As Schaumburg Township Supervisor Timothy Heneghan told our Steve Zalusky for a story Sunday, "People could challenge (the new services). But with mental health, it seems like there is a need to try to help people. In my mind, I wouldn't think anybody would challenge it."

Apparently, someone would.

The Wheeling Township Board decided last week to put a question on the March ballot that, in essence, township voters answered by a nearly 2,000-vote margin last November, and it's rushing a new referendum to the ballot in what can only be seen as an effort to contradict their wishes.

The November issue was whether a special advocacy body known as a 708 Mental Health Board should be created with limited taxing powers to provide mental health services to township residents who need them.

Similar boards had previously been established by voters of at least three other suburban townships, and in November, voters in six suburban regions joined Wheeling Township in approving the boards.

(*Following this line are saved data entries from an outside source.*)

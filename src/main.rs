//! ClassRoster
//!
//! Main application entry point

use std::process::ExitCode;
use anyhow::Context;
use clap::{Parser, Subcommand};
use tracing::info;

use ClassRoster::{
    config::Settings,
    database::{connection::{create_pool, run_migrations, DatabaseConfig}, DatabaseService},
    handlers::{self, HandlerResponse},
    models::{CommonStudentsQuery, NotificationRequest, RegisterRequest, SuspendRequest},
    services::ServiceFactory,
    utils::logging,
};

#[derive(Parser)]
#[command(name = "classroster", version, about = "Manage teachers, students and notification recipients")]
struct Cli {
    /// Configuration file name, without extension
    #[arg(long, default_value = "config")]
    config: String,

    #[command(subcommand)]
    command: Command,
}

#[derive(Subcommand)]
enum Command {
    /// Register one or more students to a teacher
    Register {
        #[arg(long)]
        teacher: String,
        #[arg(long = "student", required = true)]
        students: Vec<String>,
    },
    /// List students registered to all of the given teachers
    CommonStudents {
        #[arg(long = "teacher", required = true)]
        teachers: Vec<String>,
    },
    /// Suspend a student
    Suspend {
        #[arg(long)]
        student: String,
    },
    /// List the students who receive a notification
    RetrieveForNotifications {
        #[arg(long)]
        teacher: String,
        #[arg(long)]
        notification: String,
    },
    /// Apply database migrations and exit
    Migrate,
    /// Check the database connection and print statistics
    Health,
}

#[tokio::main]
async fn main() -> anyhow::Result<ExitCode> {
    dotenv::dotenv().ok();
    let cli = Cli::parse();

    // Load configuration
    let settings = Settings::from_file(&cli.config).context("Failed to load settings")?;
    settings.validate()?;

    // Initialize logging
    let _log_guard = logging::init_logging(&settings.logging)?;

    info!("Starting {}", ClassRoster::info());

    // Initialize database connection
    info!("Connecting to database...");
    let pool = create_pool(&DatabaseConfig::from(&settings.database))
        .await
        .context("Failed to connect to database")?;

    if settings.database.run_migrations || matches!(cli.command, Command::Migrate) {
        run_migrations(&pool).await?;
    }

    let database = DatabaseService::new(pool);
    let services = ServiceFactory::new(database.clone());

    let response = match cli.command {
        Command::Register { teacher, students } => {
            let request = RegisterRequest {
                teacher: Some(teacher),
                students: Some(students),
            };
            handlers::respond(handlers::handle_register(&services, request).await)
        }
        Command::CommonStudents { teachers } => {
            let query = CommonStudentsQuery { teacher: teachers };
            handlers::respond(handlers::handle_common_students(&services, query).await)
        }
        Command::Suspend { student } => {
            let request = SuspendRequest { student: Some(student) };
            handlers::respond(handlers::handle_suspend(&services, request).await)
        }
        Command::RetrieveForNotifications { teacher, notification } => {
            let request = NotificationRequest {
                teacher: Some(teacher),
                notification: Some(notification),
            };
            handlers::respond(handlers::handle_retrieve_for_notifications(&services, request).await)
        }
        Command::Migrate => HandlerResponse::no_content(),
        Command::Health => {
            let status = services.health_check().await;
            let stats = database.get_system_stats().await.ok();
            HandlerResponse {
                status: if status.is_healthy() { 200 } else { 503 },
                body: Some(serde_json::json!({
                    "healthy": status.is_healthy(),
                    "issues": status.get_issues(),
                    "database_latency_ms": status.database_latency_ms,
                    "stats": stats,
                })),
            }
        }
    };

    emit(&response)
}

/// Print the response body and map the status onto a process exit code
fn emit(response: &HandlerResponse) -> anyhow::Result<ExitCode> {
    if let Some(body) = &response.body {
        let rendered = serde_json::to_string_pretty(body)?;
        if response.is_success() {
            println!("{}", rendered);
        } else {
            eprintln!("{}", rendered);
        }
    }

    Ok(match response.status {
        200..=299 => ExitCode::SUCCESS,
        400..=499 => ExitCode::from(2),
        _ => ExitCode::FAILURE,
    })
}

The Wheeling Township Board, though, was never a big fan of the measure, arguing that the township already allots about $500,000 a year for mental health services. Supporters of the 708 board responded that much more is needed and sought a panel with special taxing authority to manage about $1.5 million. Voters said yes, but when the Wheeling Township attorney discovered a loophole in technical ballot language last August that authorized the board but not its powers to collect revenue, the township board was quick to respond with a call for a whole new election.

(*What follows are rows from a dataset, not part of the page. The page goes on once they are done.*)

//! Student repository implementation

use std::time::Instant;
use sqlx::PgPool;
use chrono::Utc;
use crate::models::student::{CreateStudentRequest, Student, UpdateStudentRequest};
use crate::utils::errors::RosterError;
use crate::utils::logging::log_database_operation;

#[derive(Clone, Debug)]
pub struct StudentRepository {
    pool: PgPool,
}

impl StudentRepository {
    pub fn new(pool: PgPool) -> Self {
        Self { pool }
    }

    /// Create a new, unsuspended student
    pub async fn create(&self, email: &str) -> Result<Student, RosterError> {
        let student = sqlx::query_as::<_, Student>(
            r#"
            INSERT INTO students (email, suspended, created_at, updated_at)
            VALUES ($1, FALSE, $2, $3)
            RETURNING id, email, suspended, created_at, updated_at
            "#
        )
        .bind(email)
        .bind(Utc::now())
        .bind(Utc::now())
        .fetch_one(&self.pool)
        .await?;

        Ok(student)
    }

    /// Create many students in one statement
    ///
    /// With `skip_existing`, emails that already exist are left untouched.
    /// Returns the number of rows inserted.
    pub async fn create_many(&self, requests: &[CreateStudentRequest], skip_existing: bool) -> Result<u64, RosterError> {
        if requests.is_empty() {
            return Ok(0);
        }

        let emails: Vec<String> = requests.iter().map(|r| r.email.clone()).collect();
        let suspended: Vec<bool> = requests.iter().map(|r| r.suspended).collect();

        let sql = if skip_existing {
            r#"
            INSERT INTO students (email, suspended, created_at, updated_at)
            SELECT email, suspended, $3, $3 FROM UNNEST($1::TEXT[], $2::BOOLEAN[]) AS t(email, suspended)
            ON CONFLICT (email) DO NOTHING
            "#
        } else {
            r#"
            INSERT INTO students (email, suspended, created_at, updated_at)
            SELECT email, suspended, $3, $3 FROM UNNEST($1::TEXT[], $2::BOOLEAN[]) AS t(email, suspended)
            "#
        };

        let started = Instant::now();
        let result = sqlx::query(sql)
            .bind(&emails)
            .bind(&suspended)
            .bind(Utc::now())
            .execute(&self.pool)
            .await;

        log_database_operation("insert", "students", started.elapsed().as_millis() as u64, result.is_ok());
        Ok(result?.rows_affected())
    }

    /// Find student by email
    pub async fn find_by_email(&self, email: &str) -> Result<Option<Student>, RosterError> {
        let student = sqlx::query_as::<_, Student>(
            "SELECT id, email, suspended, created_at, updated_at FROM students WHERE email = $1"
        )
        .bind(email)
        .fetch_optional(&self.pool)
        .await?;

        Ok(student)
    }

    /// Find students by email, optionally restricted to one suspension state
    pub async fn find_by_emails(&self, emails: &[String], suspended: Option<bool>) -> Result<Vec<Student>, RosterError> {
        let students = sqlx::query_as::<_, Student>(
            r#"
            SELECT id, email, suspended, created_at, updated_at
            FROM students
            WHERE email = ANY($1) AND ($2::BOOLEAN IS NULL OR suspended = $2)
            ORDER BY email
            "#
        )
        .bind(emails)
        .bind(suspended)
        .fetch_all(&self.pool)
        .await?;

        Ok(students)
    }

    /// Update student by email
    ///
    /// Fails with `sqlx::Error::RowNotFound` when no student has the email.
    pub async fn update_by_email(&self, email: &str, request: UpdateStudentRequest) -> Result<Student, RosterError> {
        let student = sqlx::query_as::<_, Student>(
            r#"
            UPDATE students
            SET suspended = COALESCE($2, suspended),
                updated_at = $3
            WHERE email = $1
            RETURNING id, email, suspended, created_at, updated_at
            "#
        )
        .bind(email)
        .bind(request.suspended)
        .bind(Utc::now())
        .fetch_one(&self.pool)
        .await?;

        Ok(student)
    }

    /// Count total students
    pub async fn count(&self) -> Result<i64, RosterError> {
        let count: (i64,) = sqlx::query_as("SELECT COUNT(*) FROM students")
            .fetch_one(&self.pool)
            .await?;

        Ok(count.0)
    }
}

This in spite of the fact that state Rep. Dan Didech, a Buffalo Grove Democrat, has proposed legislation, expected to be addressed in this November's veto session, that could correct the error without the need for another vote.

Township leaders have complained that a 708 board could seek a levy of as much as $8 million, though supporters always insisted their goal was only the $1.5 million.

Now, with a straight-faced claim of prioritizing transparency, the township board has approved a new question with the technical language addressed, plus an insertion of the obviously alarming $8 million figure. The new language makes no reference to the actual $1.5 million sought.

Reasonably, supporters asked the board to hold off setting the new referendum at least until the outcome of Didech's initiative is known. If a new vote is required, they asked - again reasonably - that at least it be held in a November general election when a much more representative contingent of township voters is likely to turn out than during a March primary.

The township board disregarded both concerns, preferring to rush a loaded question to a smaller number of voters. This is a sad and unfortunate decision on so many levels, not the least of which is the widely acknowledged demand for mental health services generally and, if nothing else, the critical role gun advocates call for them to play in addressing the nation's gun violence crisis.

Thankfully, other bodies, only one of whose referendums did not share the language problem afflicting Wheeling Township, are taking a more measured approach to the issue. And, hopefully, when Wheeling Township residents are asked to respond to the "more transparent" referendum on a 708 board in March, they will answer as affirmatively as they did last November.